Republicans around the country are freaking over Chrysler’s Super Bowl half-time ad that was narrated by Clint Eastwood.

Here is the ad, in case you missed it:

Karl Rove had this to say about it:

The President of the United States’ political minions are, in essence, using our tax dollars to buy corporate advertising and the best wishes of the management, which has benefited by getting a bunch of our money that they’ll never pay back.

Yeah. Okay, Karl. Except that is totally cuckoo for Coco Puffs.

He was still talking about it tonight on cable news as they watched the primary/caucus returns roll in.

Here is the reason Republicans like Rove are freaking out so much about that ad:

The Clint Eastwood/Chrysler ad forces Republicans to admit to themselves and others that they associate the recovery of the auto industry with Barack Obama.
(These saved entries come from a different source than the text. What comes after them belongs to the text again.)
impl Histogram {
    pub fn new(num_bins: usize) -> Self {
        Self {
            counts: vec![0; num_bins],
        }
    }

    pub fn counts(&self) -> &[u64] {
        &self.counts
    }

    pub fn count(&self, bin: usize) -> u64 {
        self.counts.get(bin).copied().unwrap_or(0)
    }

    pub fn total(&self) -> u64 {
        self.counts.iter().sum()
    }

    pub fn is_empty(&self) -> bool {
        self.counts.iter().all(|&c| c == 0)
    }

    fn increment(&mut self, bin: usize) {
        if let Some(slot) = self.counts.get_mut(bin) {
            *slot += 1;
        }
    }

    fn merge(&mut self, other: &Histogram) {
        for (mine, theirs) in self.counts.iter_mut().zip(&other.counts) {
            *mine += theirs;
        }
    }

    /// Bins with at least one sample, in ascending order
    pub fn non_empty_bins(&self, layout: &BinLayout) -> Vec<BinCount> {
        self.counts
            .iter()
            .enumerate()
            .filter(|(_, &count)| count > 0)
            .map(|(index, &count)| BinCount {
                index,
                lower_seconds: layout.bin_lower_bound(index),
                upper_seconds: layout.bin_upper_bound(index),
                count,
            })
            .collect()
    }
}

/// The nine histograms of one rank or of the whole job
#[derive(Debug, Clone, PartialEq, Serialize, Deserialize)]
pub struct HistogramSet {
    layout: BinLayout,
    histograms: BTreeMap<LatencyVariable, Histogram>,
}

impl HistogramSet {
    pub fn new(layout: BinLayout) -> Self {
        let histograms = LatencyVariable::ALL
            .iter()
            .map(|&variable| (variable, Histogram::new(layout.num_bins())))
            .collect();
        Self { layout, histograms }
    }

    pub fn layout(&self) -> &BinLayout {
        &self.layout
    }

    pub fn get(&self, variable: LatencyVariable) -> &Histogram {
        // Built by `new` or checked by `validate`, so every variable is present.
        &self.histograms[&variable]
    }

    pub fn total(&self, variable: LatencyVariable) -> u64 {
        self.get(variable).total()
    }

    pub fn iter(&self) -> impl Iterator<Item = (LatencyVariable, &Histogram)> {
        self.histograms.iter().map(|(&variable, histogram)| (variable, histogram))
    }

    fn increment(&mut self, variable: LatencyVariable, bin: usize) {
        if let Some(histogram) = self.histograms.get_mut(&variable) {
            histogram.increment(bin);
        }
    }

    /// Check that all nine variables are present with one count per bin
    ///
    /// Sets built locally always pass. Sets decoded from another rank's report
    /// must be checked before they are read or merged.
    pub fn validate(&self) -> Result<()> {
        let num_bins = self.layout.num_bins();
        for variable in LatencyVariable::ALL {
            let histogram = self
                .histograms
                .get(&variable)
                .ok_or_else(|| AppError::histogram(format!("histogram '{}' is missing", variable.label())))?;
            if histogram.counts.len() != num_bins {
                return Err(AppError::histogram(format!(
                    "histogram '{}' has {} bins, expected {}",
                    variable.label(),
                    histogram.counts.len(),
                    num_bins
                )));
            }
        }
        Ok(())
    }

    /// Add another set's counts into this one
    pub fn merge(&mut self, other: &HistogramSet) -> Result<()> {
        if self.layout != other.layout {
            return Err(AppError::histogram(format!(
                "cannot merge histograms with different bin layouts ({} vs {} bins)",
                self.layout.num_bins(),
                other.layout.num_bins()
            )));
        }
        other.validate()?;
        for (variable, theirs) in &other.histograms {
            if let Some(mine) = self.histograms.get_mut(variable) {
                mine.merge(theirs);
            }
        }
        Ok(())
    }

    /// Summaries of all nine histograms in label order
    pub fn summaries(&self) -> Vec<HistogramSummary> {
        self.iter()
            .map(|(variable, histogram)| HistogramSummary::from_histogram(variable, histogram, &self.layout))
            .collect()
    }
}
If they weren’t making that association, there’d be nothing to freak out about, right?

Sometimes it’s hard to face the truth when you have been in comfortable denial for so long.

UPDATE: The accusations about the so-called “political nature” of this ad are comical at best. Eastwood, a political independent who endorsed John McCain in 2008, had this to say about the ad:

[I]n an email to the New York Times Tuesday, Eastwood wrote, “The ad doesn’t have a political message. It is about American spirit, pride and job growth.” (Chrysler paid NBC about $12.8 million to air the spot; Eastwood will reportedly donate his fees for narrating and briefly appearing in the ad to charity.)

There’s also this:

While the background of some of Wieden+Kennedy’s creative team probably will fuel further conservative suspicions, there’s also some online evidence suggesting that there was neither consultation nor collaboration between the agency and the Obama reelection campaign. Following the president’s Labor Day speech to a Detroit audience, creative director Joe Staples tweeted, “I think Obama just paraphrased our ad in his Labor Day speech [from Detroit] Holy crap.”

Sunday, Obama political adviser David Axelrod tweeted that the ad was a “powerful spot”, but then went on to wonder, “Did Clint shoot that, or just narrate it?”